14 ottobre 2012 - Nella seconda giornata di Serie C, la Valcarri vince; sconfitta invece per gli Under 20.
VALCARRI – DALMINE 27-15 (p.t. 10-15)VALCARRI: Rodigari, Simonelli, Manzolini, Sassella, Scesca, Armanasco, Mattia Cossi, Zamboni, Nicola Dal Pozzo (41 Rossi), Codazzi, Cecini, Massimo Pedranzini (65’ Valmadre), Ivan Dal Pozzo, Roberto Cossi, Enrico Pedranzini (n.e. Paganoni).
Allenatore: Frank Zamboni
Marcatori: 3’ c.p. Rodigari, 25’ m. tr. Dalmine, 30’ m. Sassella tr. Sassella, 36’ c.p. Dalmine, 40’ m. Dalmine, 41’ e 54’ m. Manzolini tr. Rodigari, 73’ c.p. Rodigari.
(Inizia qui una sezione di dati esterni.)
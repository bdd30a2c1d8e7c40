//! JSON codec for text frames.
//!
//! Outbound values are serialized compactly (no whitespace between tokens,
//! always a single line). Inbound text must decode to a JSON object; empty
//! text is rejected rather than ignored.

// ============================================================================
// Imports
// ============================================================================

use serde::Serialize;
use serde_json::{Map, Value, from_str, to_string};

use crate::error::{DecodeError, Result};

// ============================================================================
// Types
// ============================================================================

/// A decoded inbound message.
pub type JsonObject = Map<String, Value>;

// ============================================================================
// Encode / Decode
// ============================================================================

/// Serializes a value into compact single-line JSON text.
///
/// # Errors
///
/// Returns [`Error::Json`](crate::Error::Json) if the value cannot be
/// serialized (e.g. a map with non-string keys).
pub fn encode<T>(value: &T) -> Result<String>
where
    T: Serialize + ?Sized,
{
    Ok(to_string(value)?)
}

/// Decodes text into a JSON object.
///
/// # Errors
///
/// - [`DecodeError::Empty`] if the text is empty or whitespace
/// - [`DecodeError::Malformed`] if the text is not well-formed JSON
/// - [`DecodeError::NotAnObject`] if the top-level value is not an object
pub fn decode(text: &str) -> std::result::Result<JsonObject, DecodeError> {
    if text.trim().is_empty() {
        return Err(DecodeError::Empty);
    }

    match from_str::<Value>(text)? {
        Value::Object(object) => Ok(object),
        other => Err(DecodeError::NotAnObject {
            found: type_name(&other),
        }),
    }
}

/// Returns the JSON type name of a value.
fn type_name(value: &Value) -> &'static str {
    match value {
        Value::Null => "null",
        Value::Bool(_) => "boolean",
        Value::Number(_) => "number",
        Value::String(_) => "string",
        Value::Array(_) => "array",
        Value::Object(_) => "object",
    }
}

// ============================================================================
// Tests
// ============================================================================

#[cfg(test)]
mod tests {
    use super::*;

    use proptest::prelude::*;
    use serde_json::json;

    #[test]
    fn test_encode_is_compact() {
        let text = encode(&json!({ "key": "value", "num": 128 })).unwrap();
        assert!(!text.contains(char::is_whitespace));
    }

    #[test]
    fn test_encode_escapes_newlines() {
        let text = encode(&json!({ "text": "line one\nline two" })).unwrap();
        assert!(!text.contains('\n'));
    }

    #[test]
    fn test_decode_object() {
        let object = decode(r#"{"key":"value","num":128}"#).unwrap();
        assert_eq!(object.get("key"), Some(&json!("value")));
        assert_eq!(object.get("num"), Some(&json!(128)));
    }

    #[test]
    fn test_decode_empty_is_error() {
        assert!(matches!(decode(""), Err(DecodeError::Empty)));
        assert!(matches!(decode("  \n\t"), Err(DecodeError::Empty)));
    }

    #[test]
    fn test_decode_malformed_is_error() {
        assert!(matches!(decode("{invalid{"), Err(DecodeError::Malformed(_))));
        assert!(matches!(decode(r#"{"a":1"#), Err(DecodeError::Malformed(_))));
    }

    #[test]
    fn test_decode_non_object_is_error() {
        assert!(matches!(
            decode("[1,2,3]"),
            Err(DecodeError::NotAnObject { found: "array" })
        ));
        assert!(matches!(
            decode("42"),
            Err(DecodeError::NotAnObject { found: "number" })
        ));
    }

    fn arb_json() -> impl Strategy<Value = Value> {
        let leaf = prop_oneof![
            Just(Value::Null),
            any::<bool>().prop_map(Value::Bool),
            any::<i64>().prop_map(|n| json!(n)),
            "[a-zA-Z0-9 \\n\"\\\\]{0,16}".prop_map(Value::String),
        ];
        leaf.prop_recursive(3, 32, 6, |inner| {
            prop_oneof![
                prop::collection::vec(inner.clone(), 0..6).prop_map(Value::Array),
                prop::collection::btree_map("[a-z]{1,8}", inner, 0..6)
                    .prop_map(|map| Value::Object(map.into_iter().collect())),
            ]
        })
    }

    proptest! {
        #[test]
        fn prop_object_round_trip(
            fields in prop::collection::btree_map("[a-z_]{1,10}", arb_json(), 0..8)
        ) {
            let object: JsonObject = fields.into_iter().collect();
            let text = encode(&object).unwrap();
            prop_assert!(!text.contains('\n'));
            prop_assert_eq!(decode(&text).unwrap(), object);
        }

        #[test]
        fn prop_garbage_never_panics(text in "\\PC{0,64}") {
            let _ = decode(&text);
        }
    }
}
Vittoria in rimonta per la Valcarri, impegnata nella seconda giornata del girone elite 2 del campionato di serie C. Gli avversari di turno erano i bergamaschi del Dalmine che si sono presentati a Sondalo con una formazione battagliera e ben organizzata, con un mediano di apertura capace di dettare i ritmi e dirigere il gioco. I primi a passare in vantaggio erano i valtellinesi con un calcio piazzato di Rodigari dopo soli 3 minuti. Poi il gioco ristagnava a metà campo senza che nessuna delle due formazioni riuscisse a costruire azioni pericolose. L’equilibrio si interrompeva al 25’ quando il mediano di apertura ospite prendeva l’iniziativa ed infilava una disattenta difesa sondalina. A riportare avanti i padroni di casa ci pensava cinque minuti dopo il veterano Sassella che concludeva al centro dei pali una bella azione dei trequarti. I bergamaschi non risentivano però di questa marcatura e si gettavano di nuovo in avanti acquisendo una superiorità territoriale netta. Dapprima riuscivano a pareggiare le sorti con un calcio piazzato, poi, proprio allo scadere del primo tempo, il mediano di apertura faceva un’azione fotocopia di quella fatta in occasione della prima meta e siglava la sua personale doppietta che permetteva alla sua squadra di chiudere il primo tempo in vantaggio 15-10. Sul calcio d’inizio della ripresa era ancora il Dalmine a gettarsi in avanti alla ricerca della meta, ma subiva un micidiale intercetto di Manzolini che rubava la palla all’altezza dei ventidue metri e si involava per settanta metri senza essere raggiunto. La segnatura galvanizzava i sondalini che da quel momento si dimostravano più attenti in fase difensiva e più reattivi sui punti di incontro, tanto da avere un numero maggiore di palloni giocabili. Questo permetteva a Manzolini di siglare un’altra meta al 54’ al termine di una azione corale dei trequarti. A quel punto la gara era saldamente nelle mani di Armanasco e compagni, con gli ospiti sulle ginocchia per non essere riusciti a trasformare in punti la supremazia mostrata nella fase centrale della partita. Al 73’ i valtellinesi avrebbero potuto anche andare alla ricerca della quarta meta, dopo aver ottenuto un calcio di punizione vicino all’area di meta, ma decidevano saggiamente di piazzare la palla anziché giocarla, mettendo in cascina altri tre punti utili per tenere gli avversari a distanza di sicurezza e incassare la seconda vittoria consecutiva.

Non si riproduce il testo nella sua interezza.